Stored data
//! Scripted device link that replays injected samples
//!
//! Useful wherever exact sample content matters more than realism: the test
//! decides when the stream exists, what it delivers and when discovery fails.

use std::collections::VecDeque;
use std::sync::atomic::{AtomicBool, AtomicUsize, Ordering};
use std::sync::{Arc, Mutex};
use std::time::Duration;

use eeg_core::{
    DeviceLink, RecorderError, RecorderResult, Sample, SampleInlet, StreamDescriptor,
};

#[derive(Default)]
struct ScriptState {
    present: AtomicBool,
    fail_discovery: AtomicBool,
    fail_open: AtomicBool,
    fail_pull: AtomicBool,
    resolve_calls: AtomicUsize,
    queue: Mutex<VecDeque<Sample>>,
}

/// Device link whose stream and samples are controlled by the caller
#[derive(Clone)]
pub struct ScriptedLink {
    descriptor: StreamDescriptor,
    state: Arc<ScriptState>,
}

impl ScriptedLink {
    /// A link advertising one stream of `stream_type` with `channel_count` channels.
    /// The stream starts absent.
    pub fn new(stream_type: &str, channel_count: usize) -> Self {
        Self {
            descriptor: StreamDescriptor {
                name: "Scripted".to_string(),
                stream_type: stream_type.to_string(),
                source_id: "scripted-0".to_string(),
                channel_count,
                nominal_rate: 0.0,
            },
            state: Arc::new(ScriptState::default()),
        }
    }

    pub fn set_present(&self, present: bool) {
        self.state.present.store(present, Ordering::SeqCst);
    }

    /// Make every discovery call return an error
    pub fn set_fail_discovery(&self, fail: bool) {
        self.state.fail_discovery.store(fail, Ordering::SeqCst);
    }

    /// Make opening an inlet fail while discovery still finds the stream
    pub fn set_fail_open(&self, fail: bool) {
        self.state.fail_open.store(fail, Ordering::SeqCst);
    }

    /// Make every pull on open inlets return an error
    pub fn set_fail_pull(&self, fail: bool) {
        self.state.fail_pull.store(fail, Ordering::SeqCst);
    }

    /// Queue samples for delivery through open inlets
    pub fn push_samples(&self, samples: impl IntoIterator<Item = Sample>) {
        if let Ok(mut queue) = self.state.queue.lock() {
            queue.extend(samples);
        }
    }

    pub fn resolve_calls(&self) -> usize {
        self.state.resolve_calls.load(Ordering::SeqCst)
    }
}

impl DeviceLink for ScriptedLink {
    fn resolve(&self, stream_type: &str) -> RecorderResult<Option<StreamDescriptor>> {
        self.state.resolve_calls.fetch_add(1, Ordering::SeqCst);
        if self.state.fail_discovery.load(Ordering::SeqCst) {
            return Err(RecorderError::Discovery {
                reason: "scripted discovery failure".to_string(),
            });
        }
        let present = self.state.present.load(Ordering::SeqCst);
        if present && stream_type == self.descriptor.stream_type {
            Ok(Some(self.descriptor.clone()))
        } else {
            Ok(None)
        }
    }

    fn open(&self, _descriptor: &StreamDescriptor) -> RecorderResult<Box<dyn SampleInlet>> {
        if self.state.fail_open.load(Ordering::SeqCst) {
            return Err(RecorderError::Stream {
                reason: "scripted open failure".to_string(),
            });
        }
        Ok(Box::new(ScriptedInlet {
            state: Arc::clone(&self.state),
        }))
    }
}

struct ScriptedInlet {
    state: Arc<ScriptState>,
}

impl SampleInlet for ScriptedInlet {
    fn pull_sample(&mut self, timeout: Duration) -> RecorderResult<Option<Sample>> {
        if self.state.fail_pull.load(Ordering::SeqCst) {
            return Err(RecorderError::Stream {
                reason: "scripted pull failure".to_string(),
            });
        }
        let next = self
            .state
            .queue
            .lock()
            .map_err(|_| RecorderError::Stream {
                reason: "sample queue poisoned".to_string(),
            })?
            .pop_front();

        match next {
            Some(sample) => Ok(Some(sample)),
            None => {
                // Nothing queued: behave like a stream waiting for data
                std::thread::sleep(timeout.min(Duration::from_millis(5)));
                Ok(None)
            }
        }
    }
}

#[cfg(test)]
mod tests {
    use super::*;

    #[test]
    fn test_resolve_and_replay() {
        let link = ScriptedLink::new("EEG", 5);
        assert!(link.resolve("EEG").unwrap().is_none());

        link.set_present(true);
        let descriptor = link.resolve("EEG").unwrap().unwrap();
        let mut inlet = link.open(&descriptor).unwrap();

        link.push_samples(vec![
            Sample::new(1.0, vec![1.0; 5]),
            Sample::new(2.0, vec![2.0; 5]),
        ]);
        assert_eq!(inlet.pull_sample(Duration::ZERO).unwrap().unwrap().timestamp, 1.0);
        assert_eq!(inlet.pull_sample(Duration::ZERO).unwrap().unwrap().timestamp, 2.0);
        assert!(inlet.pull_sample(Duration::from_millis(1)).unwrap().is_none());
        assert_eq!(link.resolve_calls(), 2);
    }

    #[test]
    fn test_open_and_pull_failures() {
        let link = ScriptedLink::new("EEG", 5);
        link.set_present(true);
        let descriptor = link.resolve("EEG").unwrap().unwrap();

        link.set_fail_open(true);
        assert!(link.open(&descriptor).is_err());
        link.set_fail_open(false);

        let mut inlet = link.open(&descriptor).unwrap();
        link.set_fail_pull(true);
        assert!(inlet.pull_sample(Duration::ZERO).is_err());
    }

    #[test]
    fn test_discovery_failure() {
        let link = ScriptedLink::new("EEG", 5);
        link.set_present(true);
        link.set_fail_discovery(true);
        assert!(link.resolve("EEG").is_err());
    }
}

## Activity
Set down every entry once more, exactly as it was written above.

## Response to the task
//! Scripted device link that replays injected samples
//!
//! Useful wherever exact sample content matters more than realism: the test
//! decides when the stream exists, what it delivers and when discovery fails.

use std::collections::VecDeque;
use std::sync::atomic::{AtomicBool, AtomicUsize, Ordering};
use std::sync::{Arc, Mutex};
use std::time::Duration;

use eeg_core::{
    DeviceLink, RecorderError, RecorderResult, Sample, SampleInlet, StreamDescriptor,
};

#[derive(Default)]
struct ScriptState {
    present: AtomicBool,
    fail_discovery: AtomicBool,
    fail_open: AtomicBool,
    fail_pull: AtomicBool,
    resolve_calls: AtomicUsize,
    queue: Mutex<VecDeque<Sample>>,
}

/// Device link whose stream and samples are controlled by the caller
#[derive(Clone)]
pub struct ScriptedLink {
    descriptor: StreamDescriptor,
    state: Arc<ScriptState>,
}

impl ScriptedLink {
    /// A link advertising one stream of `stream_type` with `channel_count` channels.
    /// The stream starts absent.
    pub fn new(stream_type: &str, channel_count: usize) -> Self {
        Self {
            descriptor: StreamDescriptor {
                name: "Scripted".to_string(),
                stream_type: stream_type.to_string(),
                source_id: "scripted-0".to_string(),
                channel_count,
                nominal_rate: 0.0,
            },
            state: Arc::new(ScriptState::default()),
        }
    }

    pub fn set_present(&self, present: bool) {
        self.state.present.store(present, Ordering::SeqCst);
    }

    /// Make every discovery call return an error
    pub fn set_fail_discovery(&self, fail: bool) {
        self.state.fail_discovery.store(fail, Ordering::SeqCst);
    }

    /// Make opening an inlet fail while discovery still finds the stream
    pub fn set_fail_open(&self, fail: bool) {
        self.state.fail_open.store(fail, Ordering::SeqCst);
    }

    /// Make every pull on open inlets return an error
    pub fn set_fail_pull(&self, fail: bool) {
        self.state.fail_pull.store(fail, Ordering::SeqCst);
    }

    /// Queue samples for delivery through open inlets
    pub fn push_samples(&self, samples: impl IntoIterator<Item = Sample>) {
        if let Ok(mut queue) = self.state.queue.lock() {
            queue.extend(samples);
        }
    }

    pub fn resolve_calls(&self) -> usize {
        self.state.resolve_calls.load(Ordering::SeqCst)
    }
}

impl DeviceLink for ScriptedLink {
    fn resolve(&self, stream_type: &str) -> RecorderResult<Option<StreamDescriptor>> {
        self.state.resolve_calls.fetch_add(1, Ordering::SeqCst);
        if self.state.fail_discovery.load(Ordering::SeqCst) {
            return Err(RecorderError::Discovery {
                reason: "scripted discovery failure".to_string(),
            });
        }
        let present = self.state.present.load(Ordering::SeqCst);
        if present && stream_type == self.descriptor.stream_type {
            Ok(Some(self.descriptor.clone()))
        } else {
            Ok(None)
        }
    }

    fn open(&self, _descriptor: &StreamDescriptor) -> RecorderResult<Box<dyn SampleInlet>> {
        if self.state.fail_open.load(Ordering::SeqCst) {
            return Err(RecorderError::Stream {
                reason: "scripted open failure".to_string(),
            });
        }
        Ok(Box::new(ScriptedInlet {
            state: Arc::clone(&self.state),
        }))
    }
}

struct ScriptedInlet {
    state: Arc<ScriptState>,
}

impl SampleInlet for ScriptedInlet {
    fn pull_sample(&mut self, timeout: Duration) -> RecorderResult<Option<Sample>> {
        if self.state.fail_pull.load(Ordering::SeqCst) {
            return Err(RecorderError::Stream {
                reason: "scripted pull failure".to_string(),
            });
        }
        let next = self
            .state
            .queue
            .lock()
            .map_err(|_| RecorderError::Stream {
                reason: "sample queue poisoned".to_string(),
            })?
            .pop_front();

        match next {
            Some(sample) => Ok(Some(sample)),
            None => {
                // Nothing queued: behave like a stream waiting for data
                std::thread::sleep(timeout.min(Duration::from_millis(5)));
                Ok(None)
            }
        }
    }
}

#[cfg(test)]
mod tests {
    use super::*;

    #[test]
    fn test_resolve_and_replay() {
        let link = ScriptedLink::new("EEG", 5);
        assert!(link.resolve("EEG").unwrap().is_none());

        link.set_present(true);
        let descriptor = link.resolve("EEG").unwrap().unwrap();
        let mut inlet = link.open(&descriptor).unwrap();

        link.push_samples(vec![
            Sample::new(1.0, vec![1.0; 5]),
            Sample::new(2.0, vec![2.0; 5]),
        ]);
        assert_eq!(inlet.pull_sample(Duration::ZERO).unwrap().unwrap().timestamp, 1.0);
        assert_eq!(inlet.pull_sample(Duration::ZERO).unwrap().unwrap().timestamp, 2.0);
        assert!(inlet.pull_sample(Duration::from_millis(1)).unwrap().is_none());
        assert_eq!(link.resolve_calls(), 2);
    }

    #[test]
    fn test_open_and_pull_failures() {
        let link = ScriptedLink::new("EEG", 5);
        link.set_present(true);
        let descriptor = link.resolve("EEG").unwrap().unwrap();

        link.set_fail_open(true);
        assert!(link.open(&descriptor).is_err());
        link.set_fail_open(false);

        let mut inlet = link.open(&descriptor).unwrap();
        link.set_fail_pull(true);
        assert!(inlet.pull_sample(Duration::ZERO).is_err());
    }

    #[test]
    fn test_discovery_failure() {
        let link = ScriptedLink::new("EEG", 5);
        link.set_present(true);
        link.set_fail_discovery(true);
        assert!(link.resolve("EEG").is_err());
    }
}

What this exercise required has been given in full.